◆ Task goal
Read the lines below, and copy any that contain the string "created".

◆ Data provided
:::::

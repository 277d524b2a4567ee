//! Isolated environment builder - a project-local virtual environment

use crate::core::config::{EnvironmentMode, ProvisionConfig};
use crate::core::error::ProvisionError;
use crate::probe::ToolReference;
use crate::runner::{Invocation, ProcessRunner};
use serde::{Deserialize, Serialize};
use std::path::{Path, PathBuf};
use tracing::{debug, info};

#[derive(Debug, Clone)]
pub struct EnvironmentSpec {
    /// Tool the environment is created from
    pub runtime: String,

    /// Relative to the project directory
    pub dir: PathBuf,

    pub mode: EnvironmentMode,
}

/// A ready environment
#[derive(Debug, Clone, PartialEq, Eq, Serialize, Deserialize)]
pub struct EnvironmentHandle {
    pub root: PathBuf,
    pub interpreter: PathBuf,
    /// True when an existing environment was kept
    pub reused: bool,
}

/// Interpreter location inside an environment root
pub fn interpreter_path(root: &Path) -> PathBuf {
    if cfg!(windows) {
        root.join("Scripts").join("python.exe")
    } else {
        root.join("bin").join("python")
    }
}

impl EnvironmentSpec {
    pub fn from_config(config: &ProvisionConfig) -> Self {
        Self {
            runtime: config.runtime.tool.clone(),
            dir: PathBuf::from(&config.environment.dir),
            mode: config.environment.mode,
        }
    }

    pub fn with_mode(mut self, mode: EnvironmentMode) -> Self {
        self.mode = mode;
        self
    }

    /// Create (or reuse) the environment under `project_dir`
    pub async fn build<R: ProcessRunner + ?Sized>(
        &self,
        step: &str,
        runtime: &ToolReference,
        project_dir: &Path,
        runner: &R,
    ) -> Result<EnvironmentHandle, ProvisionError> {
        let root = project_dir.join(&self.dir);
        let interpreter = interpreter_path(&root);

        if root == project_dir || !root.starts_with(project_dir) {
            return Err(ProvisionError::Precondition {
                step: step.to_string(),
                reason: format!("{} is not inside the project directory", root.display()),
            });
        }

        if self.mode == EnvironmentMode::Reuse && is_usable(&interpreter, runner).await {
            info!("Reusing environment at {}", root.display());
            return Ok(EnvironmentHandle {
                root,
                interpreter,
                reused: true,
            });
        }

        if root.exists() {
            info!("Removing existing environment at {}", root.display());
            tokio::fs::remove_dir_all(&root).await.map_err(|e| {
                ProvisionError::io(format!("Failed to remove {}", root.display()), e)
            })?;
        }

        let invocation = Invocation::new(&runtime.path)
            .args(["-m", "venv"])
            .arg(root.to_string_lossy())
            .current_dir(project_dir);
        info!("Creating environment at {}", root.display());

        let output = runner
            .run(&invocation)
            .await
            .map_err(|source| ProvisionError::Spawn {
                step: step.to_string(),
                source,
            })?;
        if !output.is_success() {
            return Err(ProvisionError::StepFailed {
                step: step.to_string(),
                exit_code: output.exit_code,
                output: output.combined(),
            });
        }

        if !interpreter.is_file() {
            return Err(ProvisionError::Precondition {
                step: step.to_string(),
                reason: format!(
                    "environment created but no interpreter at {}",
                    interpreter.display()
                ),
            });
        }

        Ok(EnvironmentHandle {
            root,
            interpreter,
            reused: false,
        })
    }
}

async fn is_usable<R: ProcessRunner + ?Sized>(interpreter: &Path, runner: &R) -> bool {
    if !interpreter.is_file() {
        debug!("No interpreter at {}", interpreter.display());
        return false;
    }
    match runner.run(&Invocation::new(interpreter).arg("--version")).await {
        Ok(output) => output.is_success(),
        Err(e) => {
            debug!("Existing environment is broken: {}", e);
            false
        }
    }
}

:::::

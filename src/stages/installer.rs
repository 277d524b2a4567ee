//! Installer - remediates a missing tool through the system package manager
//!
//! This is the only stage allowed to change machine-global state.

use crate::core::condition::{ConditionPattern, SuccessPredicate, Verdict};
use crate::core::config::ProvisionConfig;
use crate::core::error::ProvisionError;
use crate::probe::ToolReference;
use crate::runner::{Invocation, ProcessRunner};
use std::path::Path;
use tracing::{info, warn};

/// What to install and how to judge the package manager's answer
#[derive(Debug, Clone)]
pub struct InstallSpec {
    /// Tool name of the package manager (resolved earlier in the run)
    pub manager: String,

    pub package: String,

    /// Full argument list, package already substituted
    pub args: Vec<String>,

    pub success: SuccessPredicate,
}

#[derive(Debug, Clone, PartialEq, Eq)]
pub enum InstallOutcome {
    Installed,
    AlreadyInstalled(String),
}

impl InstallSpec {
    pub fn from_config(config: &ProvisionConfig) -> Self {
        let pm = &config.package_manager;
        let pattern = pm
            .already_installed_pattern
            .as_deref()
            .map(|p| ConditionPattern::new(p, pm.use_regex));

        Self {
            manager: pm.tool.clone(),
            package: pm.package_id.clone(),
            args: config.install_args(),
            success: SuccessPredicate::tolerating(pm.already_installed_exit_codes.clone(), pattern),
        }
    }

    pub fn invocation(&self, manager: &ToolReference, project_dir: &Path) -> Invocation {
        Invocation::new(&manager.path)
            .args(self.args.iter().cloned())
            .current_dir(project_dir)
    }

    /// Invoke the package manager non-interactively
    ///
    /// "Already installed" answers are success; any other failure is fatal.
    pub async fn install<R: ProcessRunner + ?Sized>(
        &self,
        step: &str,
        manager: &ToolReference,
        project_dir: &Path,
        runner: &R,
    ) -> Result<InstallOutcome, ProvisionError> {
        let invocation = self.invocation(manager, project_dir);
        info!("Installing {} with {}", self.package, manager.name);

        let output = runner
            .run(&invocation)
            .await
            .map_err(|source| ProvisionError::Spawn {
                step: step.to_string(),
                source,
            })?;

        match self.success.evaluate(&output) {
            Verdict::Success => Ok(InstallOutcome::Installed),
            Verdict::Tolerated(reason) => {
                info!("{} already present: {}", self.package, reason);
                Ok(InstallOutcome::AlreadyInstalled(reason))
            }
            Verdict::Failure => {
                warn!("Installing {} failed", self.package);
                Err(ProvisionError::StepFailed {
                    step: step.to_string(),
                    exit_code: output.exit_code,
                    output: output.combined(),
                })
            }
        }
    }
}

:::::

◆ Solution to the problem
    /// Tool the environment is created from
                    "environment created but no interpreter at {}",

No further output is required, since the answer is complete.